CP: To which he replied?
QP: It's totally safe. Have fun.
CP: Unless he really didn't like you or was intending to be facetious, I don't think "have fun" is what's going to happen if you mix alcohol with this medication.
QP: Are you sure?
CP: Let me explain it like this. If you were to ask me to tell you one important thing about this medication, and gave me 3 words to do it, my answer would be "Absolutely No Alcohol!" We have even warned patients not to mix OTC cough medications that contain alcohol.
QP: Well that damn doctor just screwed up my weekend.
CP: I think you should call him and invite him to join you this weekend. You can share some of your medication with him while he gets spirited and see what happens.
QP: Do you have any suggestions for what I can do?
CP: Depending on your priorities, if you can stand to be miserable for a few more days from what this treats, then you could wait until after the weekend to start it. Judging by the look on your face, make it a Shirley Temple this weekend.
QP: Thank you for saving me from an almost certainly miserable weekend.
CP: You are welcome. My name is CP and that is my job.

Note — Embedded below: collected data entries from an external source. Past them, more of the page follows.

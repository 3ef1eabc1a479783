//! Proportional-redemption arithmetic.

use crate::error::GovernanceError;

/// The exiting member's claim on one token:
/// `floor(balance × burn / total)`, truncating toward zero.
///
/// All tokens in a ragequit are computed against the same pre-burn `total`,
/// so the payout is proportionally identical regardless of the shares/loot
/// split. Truncation dust stays in the guild.
///
/// When the direct product overflows u128, the computation falls back to
/// `(balance / total) × burn + ((balance % total) × burn) / total`, which is
/// exact: writing balance = q·total + r gives
/// floor(balance·burn/total) = q·burn + floor(r·burn/total).
pub fn fair_share(balance: u128, burn: u128, total: u128) -> Result<u128, GovernanceError> {
    if total == 0 || balance == 0 || burn == 0 {
        return Ok(0);
    }
    match balance.checked_mul(burn) {
        Some(product) => Ok(product / total),
        None => {
            let quotient = balance / total;
            let remainder = balance % total;
            let main = quotient
                .checked_mul(burn)
                .ok_or(GovernanceError::Overflow)?;
            let dust = remainder
                .checked_mul(burn)
                .ok_or(GovernanceError::Overflow)?
                / total;
            main.checked_add(dust).ok_or(GovernanceError::Overflow)
        }
    }
}
use thiserror::Error;

#[derive(Debug, Error)]
pub enum ConfigError {
    #[error("period duration must be non-zero")]
    ZeroPeriodDuration,

    #[error("voting period length must be non-zero")]
    ZeroVotingPeriod,

    #[error("dilution bound must be non-zero")]
    ZeroDilutionBound,

    #[error("token capacity must be non-zero")]
    ZeroTokenCapacity,

    #[error("proposal deposit {deposit} cannot be less than processing reward {reward}")]
    DepositBelowReward { deposit: u128, reward: u128 },
}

(And this is one of those times where you wish you could force a customer comment card into their hands and ask them to tell the Powers-That-Be how wonderful we are. But we don't. Why don't we? Because it's our job. This is what we do. I don't need a corporate pat on the shoulder for validation, even though it would even out a complaint about not knowing why we don't stock the powder of some vitamin, only the gelcaps.)